Di algo, me apretó el primero, porque vengo a robar tus pretensiones
Callé, no dije nada, y el ladrón se llevó mis pretensiones
Vengo a robar tus deseos al anochecer, dijo el segundo, el más alto de los diez
Callé, me fui debilitando y perdí para siempre mis deseos trasnochados
El tercero de la fila ordenó que le entregara mis últimas certezas
Callé, aliviado, ¡esperaba este robo desde niño y no llegaba nunca!
Avergüénzate, vengo a robar tus momentos de placer, dijo el cuarto, con aires de profeta
Callé, avergonzado, qué poco ya me iba quedando
El quinto ladrón se llevó mi pluma creativa
¡Una pluma falsa!, era el menos ducho de los diez
Vengo a robar tus pesadillas, me amenazó el siguiente
Callé y pensé cuánto las iba a echar de menos
El séptimo empezó a recoger mis bienes materiales
No, eso no, eso sí que no
Vengo a robar tu salud, dijo el octavo
Me sobresalté; la noche reveló males alargándose por debajo de la piel como raíces
Con sus manos grandes y ojos bondadosos, el penúltimo de la fila me robó la identidad
Grité, angustiado
Habló el décimo ladrón y dijo: me llevo los latidos de tu corazón
No me quedaba nada que ofrecerle a cambio, y el ladrón me robó los latidos del corazón

No suena bien mi honestidad entre los que mucho me conocen; no doy la impresión de ser honesto sino más bien mezquino, defectuoso, mis aires de grandeza no les llegan, me sitúan en las revolturas de la tierra, como extraviado en la polvareda.

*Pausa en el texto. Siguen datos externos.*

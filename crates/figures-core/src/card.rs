//! Presentation records derived from control figures

use figures_format::{format_prefixed, FormatError};
use serde::Serialize;

/// One summary card: a labelled raw value plus a style tag
///
/// Built fresh on every successful fetch; never mutated afterwards.
#[derive(Debug, Clone, PartialEq, Serialize)]
#[serde(rename_all = "camelCase")]
pub struct DisplayCard {
    /// Human-readable label
    pub label: String,
    /// Unformatted value taken from the record
    pub raw_value: f64,
    /// Style hint for the renderer (e.g. a border colour class)
    pub style_tag: String,
}

impl DisplayCard {
    /// Create a card
    #[inline]
    #[must_use]
    pub fn new(label: impl Into<String>, raw_value: f64, style_tag: impl Into<String>) -> Self {
        Self {
            label: label.into(),
            raw_value,
            style_tag: style_tag.into(),
        }
    }

    /// Format the value and prepend `currency_symbol`
    ///
    /// # Errors
    /// - `FormatError::NonFinite` if the raw value is NaN or infinite
    pub fn render(&self, currency_symbol: &str) -> Result<RenderedCard, FormatError> {
        Ok(RenderedCard {
            label: self.label.clone(),
            text: format_prefixed(currency_symbol, self.raw_value)?,
            style_tag: self.style_tag.clone(),
        })
    }
}

/// A card ready to print
#[derive(Debug, Clone, PartialEq, Eq, Serialize)]
#[serde(rename_all = "camelCase")]
pub struct RenderedCard {
    /// Label
    pub label: String,
    /// Currency prefix followed by the formatted amount
    pub text: String,
    /// Style tag
    pub style_tag: String,
}

impl std::fmt::Display for RenderedCard {
    fn fmt(&self, f: &mut std::fmt::Formatter<'_>) -> std::fmt::Result {
        write!(f, "{}\t{}\t{}", self.label, self.text, self.style_tag)
    }
}

#[cfg(test)]
mod tests {
    use super::*;

    #[test]
    fn render_prefixes_formatted_value() {
        let card = DisplayCard::new("Grand Total", 452_300.75, "border-green-500");
        let rendered = card.render("Q ").unwrap();

        assert_eq!(rendered.text, "Q 452,300.75");
        assert_eq!(rendered.label, "Grand Total");
        assert_eq!(rendered.style_tag, "border-green-500");
        assert_eq!(
            rendered.to_string(),
            "Grand Total\tQ 452,300.75\tborder-green-500"
        );
    }

    #[test]
    fn rendered_card_serializes_flat() {
        let rendered = DisplayCard::new("VAT", 54_321.12, "border-blue-500")
            .render("$")
            .unwrap();
        assert_eq!(
            serde_json::to_value(&rendered).unwrap(),
            serde_json::json!({
                "label": "VAT",
                "text": "$54,321.12",
                "styleTag": "border-blue-500"
            })
        );
    }

    #[test]
    fn display_card_uses_payload_field_case() {
        let card = DisplayCard::new("Grand Total", 452_300.75, "border-green-500");
        assert_eq!(
            serde_json::to_value(&card).unwrap(),
            serde_json::json!({
                "label": "Grand Total",
                "rawValue": 452_300.75,
                "styleTag": "border-green-500"
            })
        );
    }

    #[test]
    fn render_rejects_non_finite() {
        let card = DisplayCard::new("Broken", f64::NAN, "border-red-500");
        assert!(card.render("$").is_err());
    }
}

Tanto me conocen que les nace el derecho a criticarme, a hablar de mí entre bastidores, a despertar mi paranoia. Y tras cartón a engrandecer mis virtudes mínimas.
Algunos quisieran que fuese como no soy para quererme más; otros recuerdan mi pasado para explicar sus temores propios, otros me ven partido en dos.
Y pensar que así es la vida, que eso soy para los que más me aman. Yo quisiera volar muy alto, pero en mi escrutinio nocturno solitario hay diez ladrones muertos recordándome que ellos tienen la razón.